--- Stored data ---
== == ==
//! Frame output: the render sink the view draws into, overlays drawn on top of the tiles,
//! and the rendering options

use crate::{FullTileIndex, ImageViewState, LoadTileStatus};
use geo::{AffineTransform, Rect};

#[cfg(feature = "serde")]
use serde::{Deserialize, Serialize};

/// Rendering options of a view
#[derive(Debug, Clone, PartialEq)]
#[cfg_attr(feature = "serde", derive(Serialize, Deserialize))]
pub struct ViewConfig {
    /// Grow every tile by half a view pixel on each side so that antialiased edges of
    /// adjacent tiles do not leave hairline gaps
    pub compensate_tile_gaps: bool,
    /// Draw placeholders for tiles that are still loading
    pub darken_loading_tiles: bool,
}

impl Default for ViewConfig {
    fn default() -> Self {
        Self {
            compensate_tile_gaps: true,
            darken_loading_tiles: true,
        }
    }
}

/// Stand-in for a tile without pixels
#[derive(Debug, Clone, Copy, PartialEq)]
pub struct TilePlaceholder<'a> {
    pub index: FullTileIndex,
    pub status: LoadTileStatus,
    pub progress: f64,
    pub error: Option<&'a str>,
}

/// What to draw for one tile region
#[derive(Debug, PartialEq)]
pub enum TileContent<'a, B> {
    Bitmap(&'a B),
    Placeholder(TilePlaceholder<'a>),
}

// Only references inside, so copyable whatever the bitmap type
impl<B> Clone for TileContent<'_, B> {
    fn clone(&self) -> Self {
        *self
    }
}

impl<B> Copy for TileContent<'_, B> {}

/// A tile drawing command, in world coordinates
#[derive(Debug, PartialEq)]
pub struct RenderItem<'a, B> {
    pub content: TileContent<'a, B>,
    pub rect: Rect<f64>,
}

impl<B> Clone for RenderItem<'_, B> {
    fn clone(&self) -> Self {
        *self
    }
}

impl<B> Copy for RenderItem<'_, B> {}

/// Drawing surface. Rectangles are in the space set up by the innermost pushed transform.
pub trait RenderSink<B> {
    fn push_transform(&mut self, transform: &AffineTransform<f64>);

    fn draw_bitmap(&mut self, bitmap: &B, rect: Rect<f64>);

    fn draw_placeholder(&mut self, placeholder: &TilePlaceholder<'_>, rect: Rect<f64>);

    /// Outline used by overlays for markers
    fn draw_outline(&mut self, rect: Rect<f64>, label: Option<&str>) {
        let _ = (rect, label);
    }

    fn pop_transform(&mut self);
}

/// Content drawn above the tiles, kept informed of view changes
pub trait Overlay<B> {
    fn on_layer_changed(&mut self, layer: u32) {
        let _ = layer;
    }

    fn on_view_state_changed(&mut self, state: &ImageViewState) {
        let _ = state;
    }

    /// Draw in world coordinates; the world-to-view transform is already pushed
    fn render(&self, state: &ImageViewState, sink: &mut dyn RenderSink<B>);
}
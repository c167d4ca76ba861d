use tracing_subscriber::prelude::*;
use tracing_subscriber::{EnvFilter, fmt};

/// Install the stderr logger, filtered by `RUST_LOG` with a default when unset
pub fn setup_logging() {
    if std::env::var("RUST_LOG").is_err() {
        // Safety: single-threaded at startup
        unsafe {
            if cfg!(debug_assertions) {
                std::env::set_var("RUST_LOG", "debug");
            } else {
                std::env::set_var("RUST_LOG", "warn,tiled_image=info");
            }
        }
    }

    let fmt_layer = fmt::layer()
        .with_writer(std::io::stderr)
        .with_filter(EnvFilter::from_default_env());
    tracing_subscriber::registry().with(fmt_layer).init();

    tracing::debug!("Logging initialized");
}
//! Persisted tile byte cache

use crate::Result;
use std::path::{Path, PathBuf};
use xxhash_rust::xxh64::xxh64;

/// Byte store addressed by the xxh64 hash of a tile key.
///
/// Entries live at `root/xx/yy/<hash>.tile` where `xx` and `yy` are the first two byte
/// pairs of the hex hash, keeping directories small.
#[derive(Debug, Clone)]
pub struct DiskTileCache {
    root: PathBuf,
}

impl DiskTileCache {
    pub fn new(root: impl Into<PathBuf>) -> Self {
        Self { root: root.into() }
    }

    pub fn root(&self) -> &Path {
        &self.root
    }

    pub fn path_for(&self, key: &str) -> PathBuf {
        let hex = format!("{:016x}", xxh64(key.as_bytes(), 0));
        self.root
            .join(&hex[0..2])
            .join(&hex[2..4])
            .join(format!("{hex}.tile"))
    }

    /// Cached bytes of `key`. Unreadable entries count as misses.
    pub async fn read(&self, key: &str) -> Option<Vec<u8>> {
        let path = self.path_for(key);
        match tokio::fs::read(&path).await {
            Ok(bytes) => Some(bytes),
            Err(e) if e.kind() == std::io::ErrorKind::NotFound => None,
            Err(e) => {
                tracing::warn!("Failed to read cached tile {}: {}", path.display(), e);
                None
            }
        }
    }

    /// Store `bytes` under `key`, replacing any previous entry
    pub async fn write(&self, key: &str, bytes: &[u8]) -> Result<()> {
        let path = self.path_for(key);
        if let Some(parent) = path.parent() {
            tokio::fs::create_dir_all(parent).await?;
        }
        // Readers never see a half-written entry
        let partial = path.with_extension("partial");
        tokio::fs::write(&partial, bytes).await?;
        tokio::fs::rename(&partial, &path).await?;
        Ok(())
    }
}

#[cfg(test)]
mod tests {
    use super::*;

    #[test]
    fn test_path_layout() {
        let cache = DiskTileCache::new("/cache");
        let path = cache.path_for("tiles/0/0/0/0.png");
        let hex = format!("{:016x}", xxh64(b"tiles/0/0/0/0.png", 0));
        assert_eq!(
            path,
            PathBuf::from("/cache")
                .join(&hex[0..2])
                .join(&hex[2..4])
                .join(format!("{hex}.tile"))
        );
        assert_ne!(path, cache.path_for("tiles/0/0/0/1.png"));
    }

    #[tokio::test]
    async fn test_write_then_read() {
        let dir = tempfile::tempdir().unwrap();
        let cache = DiskTileCache::new(dir.path());

        assert_eq!(cache.read("a").await, None);
        cache.write("a", b"hello").await.unwrap();
        assert_eq!(cache.read("a").await, Some(b"hello".to_vec()));

        cache.write("a", b"again").await.unwrap();
        assert_eq!(cache.read("a").await, Some(b"again".to_vec()));
        assert!(!cache.path_for("a").with_extension("partial").exists());
    }
}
== == ==
--- YOUR ASSIGNMENT ---
So that nothing differs from the original, transcribe all of the records above.

--- EXPECTED OUTPUT ---
//! Frame output: the render sink the view draws into, overlays drawn on top of the tiles,
//! and the rendering options

use crate::{FullTileIndex, ImageViewState, LoadTileStatus};
use geo::{AffineTransform, Rect};

#[cfg(feature = "serde")]
use serde::{Deserialize, Serialize};

/// Rendering options of a view
#[derive(Debug, Clone, PartialEq)]
#[cfg_attr(feature = "serde", derive(Serialize, Deserialize))]
pub struct ViewConfig {
    /// Grow every tile by half a view pixel on each side so that antialiased edges of
    /// adjacent tiles do not leave hairline gaps
    pub compensate_tile_gaps: bool,
    /// Draw placeholders for tiles that are still loading
    pub darken_loading_tiles: bool,
}

impl Default for ViewConfig {
    fn default() -> Self {
        Self {
            compensate_tile_gaps: true,
            darken_loading_tiles: true,
        }
    }
}

/// Stand-in for a tile without pixels
#[derive(Debug, Clone, Copy, PartialEq)]
pub struct TilePlaceholder<'a> {
    pub index: FullTileIndex,
    pub status: LoadTileStatus,
    pub progress: f64,
    pub error: Option<&'a str>,
}

/// What to draw for one tile region
#[derive(Debug, PartialEq)]
pub enum TileContent<'a, B> {
    Bitmap(&'a B),
    Placeholder(TilePlaceholder<'a>),
}

// Only references inside, so copyable whatever the bitmap type
impl<B> Clone for TileContent<'_, B> {
    fn clone(&self) -> Self {
        *self
    }
}

impl<B> Copy for TileContent<'_, B> {}

/// A tile drawing command, in world coordinates
#[derive(Debug, PartialEq)]
pub struct RenderItem<'a, B> {
    pub content: TileContent<'a, B>,
    pub rect: Rect<f64>,
}

impl<B> Clone for RenderItem<'_, B> {
    fn clone(&self) -> Self {
        *self
    }
}

impl<B> Copy for RenderItem<'_, B> {}

/// Drawing surface. Rectangles are in the space set up by the innermost pushed transform.
pub trait RenderSink<B> {
    fn push_transform(&mut self, transform: &AffineTransform<f64>);

    fn draw_bitmap(&mut self, bitmap: &B, rect: Rect<f64>);

    fn draw_placeholder(&mut self, placeholder: &TilePlaceholder<'_>, rect: Rect<f64>);

    /// Outline used by overlays for markers
    fn draw_outline(&mut self, rect: Rect<f64>, label: Option<&str>) {
        let _ = (rect, label);
    }

    fn pop_transform(&mut self);
}

/// Content drawn above the tiles, kept informed of view changes
pub trait Overlay<B> {
    fn on_layer_changed(&mut self, layer: u32) {
        let _ = layer;
    }

    fn on_view_state_changed(&mut self, state: &ImageViewState) {
        let _ = state;
    }

    /// Draw in world coordinates; the world-to-view transform is already pushed
    fn render(&self, state: &ImageViewState, sink: &mut dyn RenderSink<B>);
}
repository c167d4ca76ba861d
use tracing_subscriber::prelude::*;
use tracing_subscriber::{EnvFilter, fmt};

/// Install the stderr logger, filtered by `RUST_LOG` with a default when unset
pub fn setup_logging() {
    if std::env::var("RUST_LOG").is_err() {
        // Safety: single-threaded at startup
        unsafe {
            if cfg!(debug_assertions) {
                std::env::set_var("RUST_LOG", "debug");
            } else {
                std::env::set_var("RUST_LOG", "warn,tiled_image=info");
            }
        }
    }

    let fmt_layer = fmt::layer()
        .with_writer(std::io::stderr)
        .with_filter(EnvFilter::from_default_env());
    tracing_subscriber::registry().with(fmt_layer).init();

    tracing::debug!("Logging initialized");
}
//! Persisted tile byte cache

use crate::Result;
use std::path::{Path, PathBuf};
use xxhash_rust::xxh64::xxh64;

/// Byte store addressed by the xxh64 hash of a tile key.
///
/// Entries live at `root/xx/yy/<hash>.tile` where `xx` and `yy` are the first two byte
/// pairs of the hex hash, keeping directories small.
#[derive(Debug, Clone)]
pub struct DiskTileCache {
    root: PathBuf,
}

impl DiskTileCache {
    pub fn new(root: impl Into<PathBuf>) -> Self {
        Self { root: root.into() }
    }

    pub fn root(&self) -> &Path {
        &self.root
    }

    pub fn path_for(&self, key: &str) -> PathBuf {
        let hex = format!("{:016x}", xxh64(key.as_bytes(), 0));
        self.root
            .join(&hex[0..2])
            .join(&hex[2..4])
            .join(format!("{hex}.tile"))
    }

    /// Cached bytes of `key`. Unreadable entries count as misses.
    pub async fn read(&self, key: &str) -> Option<Vec<u8>> {
        let path = self.path_for(key);
        match tokio::fs::read(&path).await {
            Ok(bytes) => Some(bytes),
            Err(e) if e.kind() == std::io::ErrorKind::NotFound => None,
            Err(e) => {
                tracing::warn!("Failed to read cached tile {}: {}", path.display(), e);
                None
            }
        }
    }

    /// Store `bytes` under `key`, replacing any previous entry
    pub async fn write(&self, key: &str, bytes: &[u8]) -> Result<()> {
        let path = self.path_for(key);
        if let Some(parent) = path.parent() {
            tokio::fs::create_dir_all(parent).await?;
        }
        // Readers never see a half-written entry
        let partial = path.with_extension("partial");
        tokio::fs::write(&partial, bytes).await?;
        tokio::fs::rename(&partial, &path).await?;
        Ok(())
    }
}

#[cfg(test)]
mod tests {
    use super::*;

    #[test]
    fn test_path_layout() {
        let cache = DiskTileCache::new("/cache");
        let path = cache.path_for("tiles/0/0/0/0.png");
        let hex = format!("{:016x}", xxh64(b"tiles/0/0/0/0.png", 0));
        assert_eq!(
            path,
            PathBuf::from("/cache")
                .join(&hex[0..2])
                .join(&hex[2..4])
                .join(format!("{hex}.tile"))
        );
        assert_ne!(path, cache.path_for("tiles/0/0/0/1.png"));
    }

    #[tokio::test]
    async fn test_write_then_read() {
        let dir = tempfile::tempdir().unwrap();
        let cache = DiskTileCache::new(dir.path());

        assert_eq!(cache.read("a").await, None);
        cache.write("a", b"hello").await.unwrap();
        assert_eq!(cache.read("a").await, Some(b"hello".to_vec()));

        cache.write("a", b"again").await.unwrap();
        assert_eq!(cache.read("a").await, Some(b"again".to_vec()));
        assert!(!cache.path_for("a").with_extension("partial").exists());
    }
}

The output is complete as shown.